The empty can (EC) and full can (FC) test positions are used as diagnostic tools for assessing supraspinatus insufficiency in patients with rotator cuff disease. Jobe and Moynes reported that the supraspinatus function can be isolated and assessed to some degree with the shoulder near 90° of elevation in the scapula plane, at 20° horizontal abduction, and in full internal rotation (EC test).8, 9 Assessing isometric strength in this position is commonly referred to as the supraspinatus test. Kelly et al compared the EC test to a modified version using 45° of external rotation (FC test) using electromyography (EMG). They reported that the supraspinatus activity in the EC and FC tests was similar.

In contrast, EMG studies have indicated that the EC and FC tests do not selectively activate the supraspinatus. Boettcher et al reported that the EC and FC tests activated the supraspinatus as well as other muscles, including the infraspinatus, subscapularis, deltoid, trapezius, and serratus anterior. Additionally, they mentioned that the activities of the supraspinatus and the surrounding muscles did not differ between the EC and FC tests. However, these studies exclusively examined the activity of the muscles in the scapular plane at 90° of elevation, and not in the sagittal or coronal planes. Yasojima et al reported that the EMG activity of the supraspinatus was significantly higher than that of the other rotator cuff muscles at 45–60° of elevation in the scapular plane according to the FC test. They also suggested that this position (45–60°) was better in both tests for decreasing impingement and compensatory motions.

Therefore, we examined the rotator cuff muscle activity during the EC and FC tests in six elevation positions (i.e., the sagittal, scapular, and coronal plane at 45° and 90°) using EMG. The primary aim of this study was to compare the activation levels of the rotator cuff muscles between the EC and FC tests in the six different elevation positions, and the secondary aim was to compare the muscle activation levels among the three planes.

Materials and methods

Participants

We examined the dominant shoulders of 12 sedentary right-handed male participants. No participant had any history of shoulder pain or injuries before the study. The mean age was 26.1 years (range: 22–31 years), mean height was 171.4 cm (range: 158–182 cm), and mean weight was 63.9 kg (range: 54–76 kg). The Institutional Review Board approved the study protocol (No. 09078), and all the participants provided written informed consent.

EMG recording

EMG signals were recorded simultaneously from four shoulder muscles using a combination of surface and intramuscular fine-wire electrodes.
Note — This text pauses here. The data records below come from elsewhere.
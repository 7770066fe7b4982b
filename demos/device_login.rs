//! Walks through the whole device flow against a local mock of the GitHub and Copilot endpoints.
//!
//! 1. Request a device code and show the user code + verification URI.
//! 2. Poll the token endpoint within a bounded window until the user approves.
//! 3. Hand the primary credential to a chat client, which exchanges it for a session token on
//!    demand and sends one completion.

// crates.io
use color_eyre::{Result, eyre::eyre};
use httpmock::prelude::*;
use time::{Duration, OffsetDateTime};
use url::Url;
// self
use copilot_broker::{
	flows::{Broker, PollOutcome},
	http::ReqwestHttpClient,
	oauth::ReqwestTransportErrorMapper,
	provider::ProviderDescriptor,
	reqwest::Client,
};

#[tokio::main]
async fn main() -> Result<()> {
	color_eyre::install()?;

	let server = MockServer::start_async().await;
	let expires_at = (OffsetDateTime::now_utc() + Duration::minutes(30)).unix_timestamp();

	server
		.mock_async(|when, then| {
			when.method(POST).path("/login/device/code");
			then.status(200).header("content-type", "application/json").body(
				r#"{"device_code":"demo-device","user_code":"WDJB-MJHT","verification_uri":"https://github.com/login/device","interval":1,"expires_in":900}"#,
			);
		})
		.await;
	server
		.mock_async(|when, then| {
			when.method(POST).path("/login/oauth/access_token");
			then.status(200)
				.header("content-type", "application/json")
				.body(r#"{"access_token":"gho_demo","token_type":"bearer","scope":"read:user"}"#);
		})
		.await;
	server
		.mock_async(|when, then| {
			when.method(GET).path("/copilot_internal/v2/token");
			then.status(200)
				.header("content-type", "application/json")
				.body(format!(r#"{{"token":"demo-session","expires_at":{expires_at}}}"#));
		})
		.await;
	server
		.mock_async(|when, then| {
			when.method(POST).path("/chat/completions");
			then.status(200).header("content-type", "application/json").body(
				r#"{"choices":[{"message":{"role":"assistant","content":"Turn on the lights."},"finish_reason":"stop"}]}"#,
			);
		})
		.await;

	let descriptor = ProviderDescriptor::builder()
		.device_authorization_endpoint(Url::parse(&server.url("/login/device/code"))?)
		.device_token_endpoint(Url::parse(&server.url("/login/oauth/access_token"))?)
		.session_token_endpoint(Url::parse(&server.url("/copilot_internal/v2/token"))?)
		.chat_completions_endpoint(Url::parse(&server.url("/chat/completions"))?)
		.build()?;
	// httpmock serves a self-signed certificate.
	let http_client = ReqwestHttpClient::with_client(
		Client::builder()
			.danger_accept_invalid_certs(true)
			.danger_accept_invalid_hostnames(true)
			.build()?,
	);
	let broker = <Broker<ReqwestHttpClient, ReqwestTransportErrorMapper>>::with_http_client(
		descriptor,
		"demo-client",
		http_client,
		ReqwestTransportErrorMapper,
	);
	let authorization = broker.begin_device_authorization().await?;

	println!(
		"Open {} and enter {} (expires at {}).",
		authorization.verification_uri,
		authorization.user_code,
		authorization.expires_at()
	);

	let mut interval = authorization.poll_interval();
	let primary = loop {
		match broker
			.poll_for_token(&authorization.device_code, &mut interval, Duration::seconds(5))
			.await?
		{
			PollOutcome::Authorized(credential) => break credential,
			PollOutcome::Pending if authorization.is_expired_at(OffsetDateTime::now_utc()) =>
				return Err(eyre!("The device code expired before it was approved.")),
			PollOutcome::Pending => println!("Still waiting for approval..."),
		}
	};

	println!("Authorized; store this credential: {}.", serde_json::to_string(&primary)?);

	let reply = broker.chat(primary).complete("Accendi le luci del soggiorno.").await?;

	println!("Assistant replied: {}.", reply.text);

	if let Some(expires_at) = broker.session_cache().cached_expiry() {
		println!("Session token cached until {expires_at}.");
	}

	Ok(())
}
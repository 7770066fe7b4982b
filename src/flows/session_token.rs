//! Session token cache with singleflight refresh.
//!
//! [`Broker::get_valid_token`] converts the caller's primary credential into a short-lived bearer
//! token. The cache holds one token bound to the fingerprint of the credential that minted it and
//! serves it until it would expire within the refresh margin. Refreshes are serialized behind an
//! async mutex and re-check the slot after acquiring it, so a burst of callers facing an empty or
//! stale cache produces one exchange.

mod metrics;

pub use metrics::SessionMetrics;

// crates.io
use oauth2::http::Method;
// self
use crate::{
	_prelude::*,
	auth::{PrimaryCredential, SecondaryToken, TokenSecret, UnixTimestamp},
	flows::Broker,
	http::ProviderHttpClient,
	oauth::{self, ProviderRequest, TransportErrorMapper},
	obs::{self, FlowKind, FlowOutcome, FlowSpan, SessionLookup},
};

/// Default refresh margin applied before a session token's expiry.
pub const DEFAULT_REFRESH_MARGIN: Duration = Duration::minutes(5);

#[derive(Clone, Debug)]
struct CachedSession {
	fingerprint: String,
	token: SecondaryToken,
}

/// Internally synchronized slot holding the current session token.
///
/// Readers always observe a whole token; `{token, expires_at}` pairs are replaced together.
#[derive(Debug)]
pub struct SessionTokenCache {
	margin: Duration,
	slot: RwLock<Option<CachedSession>>,
	refresh_guard: AsyncMutex<()>,
	metrics: SessionMetrics,
}
impl SessionTokenCache {
	/// Creates an empty cache refreshing `margin` ahead of expiry (negative clamps to zero).
	pub fn new(margin: Duration) -> Self {
		Self {
			margin: margin.max(Duration::ZERO),
			slot: RwLock::new(None),
			refresh_guard: AsyncMutex::new(()),
			metrics: SessionMetrics::default(),
		}
	}

	/// Refresh margin in effect.
	pub fn margin(&self) -> Duration {
		self.margin
	}

	/// Lookup and exchange counters.
	pub fn metrics(&self) -> &SessionMetrics {
		&self.metrics
	}

	/// Drops the cached token so the next lookup performs an exchange.
	pub fn invalidate(&self) {
		self.slot.write().take();
	}

	/// Returns the cached token's expiry, if a token is cached.
	pub fn cached_expiry(&self) -> Option<OffsetDateTime> {
		self.slot.read().as_ref().map(|cached| cached.token.expires_at)
	}

	fn fresh(&self, fingerprint: &str, now: OffsetDateTime) -> Option<SecondaryToken> {
		self.slot
			.read()
			.as_ref()
			.filter(|cached| {
				cached.fingerprint == fingerprint && cached.token.is_fresh_at(now, self.margin)
			})
			.map(|cached| cached.token.clone())
	}

	fn hit(&self, fingerprint: &str) -> Option<SecondaryToken> {
		let now = OffsetDateTime::now_utc();
		let token = self.fresh(fingerprint, now)?;

		self.metrics.record_hit();
		obs::record_session_lookup(SessionLookup::CacheHit);
		obs::record_session_cache_hit(token.remaining_at(now));

		Some(token)
	}

	fn store(&self, fingerprint: String, token: SecondaryToken) {
		*self.slot.write() = Some(CachedSession { fingerprint, token });
	}
}
impl Default for SessionTokenCache {
	fn default() -> Self {
		Self::new(DEFAULT_REFRESH_MARGIN)
	}
}

#[derive(Deserialize)]
struct SessionTokenResponse {
	#[serde(default)]
	token: Option<String>,
	#[serde(default)]
	expires_at: Option<UnixTimestamp>,
	#[serde(default)]
	refresh_in: Option<i64>,
}

impl<C, M> Broker<C, M>
where
	C: ?Sized + ProviderHttpClient,
	M: ?Sized + TransportErrorMapper<C::TransportError>,
{
	/// Returns a session token valid for at least the cache's refresh margin.
	///
	/// Serves the cached token when it was minted for `primary` and is still fresh; otherwise
	/// performs one exchange and replaces the cached value. A failed exchange leaves the previous
	/// value in place.
	pub async fn get_valid_token(&self, primary: &PrimaryCredential) -> Result<SecondaryToken> {
		const KIND: FlowKind = FlowKind::SessionToken;

		let span = FlowSpan::new(KIND, "get_valid_token");

		obs::record_flow_outcome(KIND, FlowOutcome::Attempt);

		let result = span
			.instrument(async move {
				let cache = self.session_cache();
				let fingerprint = primary.fingerprint();

				if let Some(token) = cache.hit(&fingerprint) {
					return Ok(token);
				}

				let _singleflight = cache.refresh_guard.lock().await;

				// Another caller may have refreshed while this one waited for the guard.
				if let Some(token) = cache.hit(&fingerprint) {
					return Ok(token);
				}

				cache.metrics.record_exchange();
				obs::record_session_lookup(SessionLookup::Exchange);

				match self.exchange_session_token(primary).await {
					Ok(token) => {
						cache.store(fingerprint, token.clone());

						Ok(token)
					},
					Err(err) => {
						cache.metrics.record_failure();

						Err(err)
					},
				}
			})
			.await;

		match &result {
			Ok(_) => obs::record_flow_outcome(KIND, FlowOutcome::Success),
			Err(err) => {
				obs::record_provider_failure(KIND, err);
				obs::record_flow_outcome(KIND, FlowOutcome::Failure);
			},
		}

		result
	}

	async fn exchange_session_token(&self, primary: &PrimaryCredential) -> Result<SecondaryToken> {
		let quirks = &self.descriptor.quirks;
		let request =
			ProviderRequest::new(Method::GET, &self.descriptor.endpoints.session_token, quirks)?
				.authorization(&quirks.session_token_scheme, primary.access_token.expose())?
				.empty()?;
		let response = oauth::dispatch(
			self.http_client.as_ref(),
			self.transport_mapper.as_ref(),
			FlowKind::SessionToken,
			request,
		)
		.await?;

		if !response.is_success() {
			return Err(Error::TokenExchangeFailed {
				status: response.status,
				body: response.body_text(),
				retry_after: response.retry_after,
			});
		}

		let payload = response.decode::<SessionTokenResponse>()?;
		let token = payload
			.token
			.filter(|token| !token.is_empty())
			.ok_or_else(|| response.invalid_payload("token is missing or empty"))?;
		let expires_at = payload
			.expires_at
			.as_ref()
			.and_then(UnixTimestamp::to_datetime)
			.ok_or_else(|| response.invalid_payload("expires_at is missing or not a timestamp"))?;

		if expires_at <= OffsetDateTime::now_utc() {
			return Err(response.invalid_payload("expires_at is already in the past").into());
		}

		Ok(SecondaryToken {
			token: TokenSecret::new(token),
			expires_at,
			refresh_in: payload.refresh_in.filter(|secs| *secs > 0).map(Duration::seconds),
		})
	}
}

#[cfg(test)]
mod tests {
	// self
	use super::*;

	fn token(value: &str, expires_at: OffsetDateTime) -> SecondaryToken {
		SecondaryToken { token: TokenSecret::new(value), expires_at, refresh_in: None }
	}

	#[test]
	fn cache_binds_tokens_to_the_minting_credential() {
		let cache = SessionTokenCache::default();
		let now = OffsetDateTime::now_utc();

		cache.store("fp-a".into(), token("sec1", now + Duration::seconds(1_800)));

		assert_eq!(cache.fresh("fp-a", now).map(|t| t.token), Some(TokenSecret::new("sec1")));
		assert!(cache.fresh("fp-b", now).is_none());
	}

	#[test]
	fn tokens_inside_the_margin_are_stale() {
		let cache = SessionTokenCache::default();
		let now = OffsetDateTime::now_utc();

		cache.store("fp".into(), token("sec1", now + Duration::seconds(200)));

		assert!(cache.fresh("fp", now).is_none());
		assert!(cache.cached_expiry().is_some());

		cache.invalidate();

		assert!(cache.cached_expiry().is_none());
	}

	#[test]
	fn negative_margins_clamp_to_zero() {
		let cache = SessionTokenCache::new(Duration::minutes(-1));

		assert_eq!(cache.margin(), Duration::ZERO);
	}
}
The electromyograms were collected using a sampling of 1000 Hz from the MultiTelemeter System WEB-5000 (Nihon Kohden, Tokyo, Japan). This unit provides a signal amplification of 1000 times, common mode rejection ratio > 54 dB, input impedance > 10 MΩ, and gain of 100 dB. Output from the unit was linked to a 16-bit analog-to-digital converter on a personal computer, and the raw data were monitored and collected in MotionMonitor version 8.43 (Innovative Sports Training, Chicago, IL, USA) for off-line analysis.

The surface electrodes were used to record activity from the infraspinatus muscles. The inter-electrode distance was 10 mm. Beforehand, the skin was cleaned with alcohol pads, and the electrodes were applied parallel to the muscle fibres. Placement of the surface electrodes was selected according to published studies involving EMG data collection from the muscles of interest. Bipolar intramuscular electrodes (50 μm urethane-coated stainless steel wire; Unique Medical Co., Ltd., Tokyo, Japan) were used for the supraspinatus and upper and lower subscapularis muscles. The intramuscular electrodes were prepared in accordance with the technique described by Basmajian and DeLuca, and they were inserted according to the recommendations of Kelly et al for the supraspinatus and Kadaba et al for the subscapularis. The electrode wires were inserted into a 23-gauge single-use hypodermic needle. The signal quality was checked to ensure adequate signal-to-noise ratios – signals were excluded if they were of poor quality. The ground electrode was affixed to the skin over the flat surface of the acromion. Correct electrode placement was confirmed by observing all the EMG signals on an oscilloscope during resisted contractions of each muscle.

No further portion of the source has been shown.